You're almost there...think...think...c'mon, you can do it

Over at UD one of the descenders presents this goofy argument from Denise O'Leary,
"Bear with a simple lay hack here a moment: Why must we know a designer’s intentions in order to detect design?

If the fire marshall’s office suspects arson, do the investigators worry much about WHY?

Surely they investigate, confirm their finding, and turn the information over to other authorities and interested parties, without having the least idea why someone torched the joint.

ALL they need to be sure of is that the joint did not torch itself, via natural causes."
To begin with, we do not need to know the designer's intentions. But we do need to know something of the designer, its motives, its methods, its qualities, maybe the fact of its existence. We need to have some sort of information that suggests an inference to a designer is a reasonable one.

The reason the fire marshall's office can conduct an investigation without knowing motives is that they know from past experience that an inference to arson can be productive because they know from past experience of an intelligence which exhibits this behavior.

Of course once they know "that the joint did not torch itself, via natural causes" they can begin such an inquiry, but that's the fulcrum upon which the direction of investigation of design rests, isn't it? If they eliminate non-deliberate cause they (the fire dept.) can make the leap to "intelligence" or "design" precisely because the intelligence or designer to which they refer is empirically established as a causal agent.

Unless ID proponents are suggesting that the "designer" they infer is humans (and we all know this is not the case) then it is clear they are trying to trade upon the altogether uncontroversial inference to design inherent in forensics in order to clear space for an inference to their entirely undemonstrated (and undemonstrable) magical design. It's a foolish bit of rhetoric that unfortunately satisfies too many uncritical minds.
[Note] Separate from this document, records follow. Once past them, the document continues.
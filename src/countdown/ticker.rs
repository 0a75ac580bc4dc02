//! Live countdown session with an explicit start/stop lifecycle.
//!
//! A [`CountdownTicker`] owns at most one session: a worker thread that wakes
//! once per interval, reads the injected [`TimeSource`] and hands a fresh
//! [`CountdownState`] to the session's callback. Starting again replaces the
//! session, stopping joins the worker, and dropping the ticker stops it.

use chrono::{DateTime, Utc};
use std::any::Any;
use std::sync::mpsc::{self, RecvTimeoutError, Sender};
use std::sync::{Arc, Mutex};
use std::thread::{self, JoinHandle};
use std::time::Duration;

use super::CountdownState;
use crate::constants::TICK_INTERVAL;
use crate::time_source::TimeSource;

struct Session {
    target: DateTime<Utc>,
    stop_tx: Sender<()>,
    worker: JoinHandle<()>,
    latest: Arc<Mutex<Option<CountdownState>>>,
}

/// Owned handle for the countdown of one display context.
pub struct CountdownTicker {
    time_source: Arc<dyn TimeSource>,
    interval: Duration,
    session: Option<Session>,
}

impl CountdownTicker {
    pub fn new(time_source: Arc<dyn TimeSource>) -> Self {
        Self {
            time_source,
            interval: TICK_INTERVAL,
            session: None,
        }
    }

    /// Override the tick cadence.
    pub fn with_interval(mut self, interval: Duration) -> Self {
        self.interval = interval;
        self
    }

    /// Start counting down to `target`.
    ///
    /// Any running session is stopped first, so one ticker never drives two
    /// tick streams. The first reading is delivered before this returns, on
    /// the caller's thread; later readings come from the worker.
    pub fn start<F>(&mut self, target: DateTime<Utc>, mut on_tick: F)
    where
        F: FnMut(&CountdownState) + Send + 'static,
    {
        self.stop();

        let latest = Arc::new(Mutex::new(None));
        let initial = CountdownState::at(target, self.time_source.now());
        on_tick(&initial);
        store(&latest, initial);

        let (stop_tx, stop_rx) = mpsc::channel::<()>();
        let time_source = Arc::clone(&self.time_source);
        let interval = self.interval;
        let worker_latest = Arc::clone(&latest);

        let worker = thread::spawn(move || {
            loop {
                match stop_rx.recv_timeout(interval) {
                    Err(RecvTimeoutError::Timeout) => {
                        let state = CountdownState::at(target, time_source.now());
                        on_tick(&state);
                        store(&worker_latest, state);
                    }
                    Ok(()) | Err(RecvTimeoutError::Disconnected) => break,
                }
            }
        });

        self.session = Some(Session {
            target,
            stop_tx,
            worker,
            latest,
        });
    }

    /// Cancel the running session, if any.
    ///
    /// Idempotent. Once this returns no further callback runs.
    pub fn stop(&mut self) {
        if let Some(session) = self.session.take() {
            let _ = session.stop_tx.send(());
            if let Err(payload) = session.worker.join() {
                log_warning!("Countdown worker panicked: {}", panic_message(payload));
            }
        }
    }

    pub fn is_running(&self) -> bool {
        self.session.is_some()
    }

    /// Target of the running session.
    pub fn target(&self) -> Option<DateTime<Utc>> {
        self.session.as_ref().map(|s| s.target)
    }

    /// Most recent reading of the running session; `None` when stopped.
    pub fn latest(&self) -> Option<CountdownState> {
        let session = self.session.as_ref()?;
        session.latest.lock().ok().and_then(|state| state.clone())
    }
}

impl Drop for CountdownTicker {
    fn drop(&mut self) {
        self.stop();
    }
}

fn panic_message(payload: Box<dyn Any + Send>) -> String {
    if let Some(message) = payload.downcast_ref::<&str>() {
        (*message).to_string()
    } else if let Some(message) = payload.downcast_ref::<String>() {
        message.clone()
    } else {
        "no message".to_string()
    }
}

fn store(slot: &Mutex<Option<CountdownState>>, state: CountdownState) {
    if let Ok(mut guard) = slot.lock() {
        *guard = Some(state);
    }
}
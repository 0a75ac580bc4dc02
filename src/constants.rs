//! Application-wide constants and defaults.

use std::time::Duration;

// # Application Defaults

/// Countdown cadence.
pub const TICK_INTERVAL: Duration = Duration::from_secs(1);

pub const APP_DIR_NAME: &str = "adhanr";
pub const CONFIG_FILE_NAME: &str = "adhanr.toml";

pub const DEFAULT_METHOD: &str = "muslim_world_league";
pub const DEFAULT_MADHAB: &str = "shafi";
pub const DEFAULT_HIGH_LATITUDE_RULE: &str = "middle_of_the_night";
pub const DEFAULT_TIME_FORMAT: &str = "%H:%M";

/// Coordinates written into a freshly created config (Masjid al-Haram).
pub const DEFAULT_LATITUDE: f64 = 21.4225;
pub const DEFAULT_LONGITUDE: f64 = 39.8262;

// # Validation Limits

pub const MINIMUM_LATITUDE: f64 = -90.0;
pub const MAXIMUM_LATITUDE: f64 = 90.0;
pub const MINIMUM_LONGITUDE: f64 = -180.0;
pub const MAXIMUM_LONGITUDE: f64 = 180.0;

/// Oracle instants further than this from the requested date's midnight UTC
/// are treated as a failed calculation (polar day or night).
pub const MAXIMUM_EVENT_DRIFT_HOURS: i64 = 36;

// # Exit Codes

pub const EXIT_FAILURE: i32 = 1;
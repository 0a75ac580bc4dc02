//! One resolution cycle: query today and tomorrow, project both, pick next.
//!
//! A board is built fresh for every cycle and never survives a change of the
//! calendar date; [`PrayerBoard::is_current`] tells the owner when to rebuild.

use chrono::{DateTime, NaiveDate, Utc};

use crate::oracle::{CalculationParameters, Coordinates, ScheduleOracle};
use crate::prayer::{
    DailySchedule, Day, DisplayRecord, NextPrayerPointer, PrayerKey, ScheduleError,
    build_schedule, project, resolve_next,
};
use crate::zone::DisplayZone;

/// Inputs that stay fixed across cycles.
#[derive(Debug, Clone, Copy)]
pub struct BoardRequest {
    pub coordinates: Coordinates,
    pub parameters: CalculationParameters,
    pub zone: DisplayZone,
}

/// Today's and tomorrow's schedules plus the resolved next prayer.
#[derive(Debug, Clone)]
pub struct PrayerBoard {
    today: DailySchedule,
    tomorrow: DailySchedule,
    next: NextPrayerPointer,
}

impl PrayerBoard {
    /// Run one resolution cycle at `now`.
    pub fn resolve(
        oracle: &dyn ScheduleOracle,
        request: &BoardRequest,
        now: DateTime<Utc>,
    ) -> Result<Self, ScheduleError> {
        let today_date = request.zone.date_of(now);
        let tomorrow_date = today_date
            .succ_opt()
            .ok_or_else(|| ScheduleError::Oracle {
                date: today_date,
                reason: "no following date".to_string(),
            })?;

        let today = query_day(oracle, request, today_date)?;
        let tomorrow = query_day(oracle, request, tomorrow_date)?;
        let next = resolve_next(&today, &tomorrow, now)?;

        log_debug!(
            "Resolved next prayer: {} ({}) at {}",
            next.event.label(),
            next.day,
            next.event.instant()
        );

        Ok(Self {
            today,
            tomorrow,
            next,
        })
    }

    pub fn date(&self) -> NaiveDate {
        self.today.date()
    }

    pub fn today(&self) -> &DailySchedule {
        &self.today
    }

    pub fn tomorrow(&self) -> &DailySchedule {
        &self.tomorrow
    }

    pub fn next(&self) -> &NextPrayerPointer {
        &self.next
    }

    /// Display records for one day of the window.
    pub fn records(&self, day: Day) -> Vec<DisplayRecord> {
        match day {
            Day::Today => project(&self.today),
            Day::Tomorrow => project(&self.tomorrow),
        }
    }

    /// Key to highlight in the given day's list, if the next prayer is there.
    pub fn next_key_on(&self, day: Day) -> Option<PrayerKey> {
        (self.next.day == day).then(|| self.next.event.key())
    }

    /// Whether the board still describes the calendar date of `now`.
    pub fn is_current(&self, zone: &DisplayZone, now: DateTime<Utc>) -> bool {
        zone.date_of(now) == self.date()
    }
}

fn query_day(
    oracle: &dyn ScheduleOracle,
    request: &BoardRequest,
    date: NaiveDate,
) -> Result<DailySchedule, ScheduleError> {
    let raw = oracle.query(request.coordinates, date, &request.parameters)?;
    build_schedule(date, &raw)
}
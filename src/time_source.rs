//! Time source abstraction for supporting both real and simulated time.
//!
//! Every component that needs "now" receives a [`TimeSource`] (or an explicit
//! instant) instead of reading the system clock, which keeps resolution and
//! countdown deterministic under test and lets `--at` replay any moment.

use chrono::{DateTime, Duration as ChronoDuration, Utc};
use std::sync::Mutex;
use std::time::Instant;

/// Trait for abstracting time operations
pub trait TimeSource: Send + Sync {
    /// Get the current time
    fn now(&self) -> DateTime<Utc>;

    /// Check if this is a simulated time source
    fn is_simulated(&self) -> bool {
        false
    }
}

/// Real-time implementation that uses actual system time
pub struct RealTimeSource;

impl TimeSource for RealTimeSource {
    fn now(&self) -> DateTime<Utc> {
        Utc::now()
    }
}

/// Simulated clock that starts at a chosen instant.
///
/// Time flows at `multiplier` times real speed from the moment of creation.
/// A multiplier of `0.0` freezes the clock at its start instant.
pub struct SimulatedTimeSource {
    start_time: DateTime<Utc>,
    origin: Instant,
    time_multiplier: f64,
}

impl SimulatedTimeSource {
    pub fn new(start_time: DateTime<Utc>, multiplier: f64) -> Self {
        Self {
            start_time,
            origin: Instant::now(),
            time_multiplier: multiplier.max(0.0),
        }
    }

    /// A clock frozen at `instant`.
    pub fn fixed(instant: DateTime<Utc>) -> Self {
        Self::new(instant, 0.0)
    }
}

impl TimeSource for SimulatedTimeSource {
    fn now(&self) -> DateTime<Utc> {
        if self.time_multiplier == 0.0 {
            return self.start_time;
        }
        let elapsed = self.origin.elapsed().as_secs_f64() * self.time_multiplier;
        self.start_time + ChronoDuration::milliseconds((elapsed * 1000.0) as i64)
    }

    fn is_simulated(&self) -> bool {
        true
    }
}

/// Clock that only moves when told to. Intended for tests.
pub struct ManualTimeSource {
    current: Mutex<DateTime<Utc>>,
}

impl ManualTimeSource {
    pub fn new(start_time: DateTime<Utc>) -> Self {
        Self {
            current: Mutex::new(start_time),
        }
    }

    pub fn set(&self, instant: DateTime<Utc>) {
        if let Ok(mut current) = self.current.lock() {
            *current = instant;
        }
    }

    pub fn advance(&self, by: ChronoDuration) {
        if let Ok(mut current) = self.current.lock() {
            *current += by;
        }
    }
}

impl TimeSource for ManualTimeSource {
    fn now(&self) -> DateTime<Utc> {
        match self.current.lock() {
            Ok(current) => *current,
            Err(poisoned) => *poisoned.into_inner(),
        }
    }

    fn is_simulated(&self) -> bool {
        true
    }
}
One of which is possessed by the author of the post. His credulity and gullibility are such that he swallows this nonsense without the slightest hint of evaluation.
The observation Denyse makes is so obvious that one would need a Ph.D. in obfuscation not to see it. Common sense is not so common, at least among those with a foundational commitment to materialism.
Here's the real irony of O'Leary's comment. If it is necessary and sufficient to know simply "that the joint did not torch itself, via natural causes" then it is impossible to exclude ID's "intelligent designer" as a possible suspect in any case of arson. Her specious logic would leave inconclusive, and thus unprosecutable, any purportedly intelligently designed fire.

C'mon ID people, just follow those thought processes a bit farther. And remember, if you get stuck I'll always be happy to lend a hand.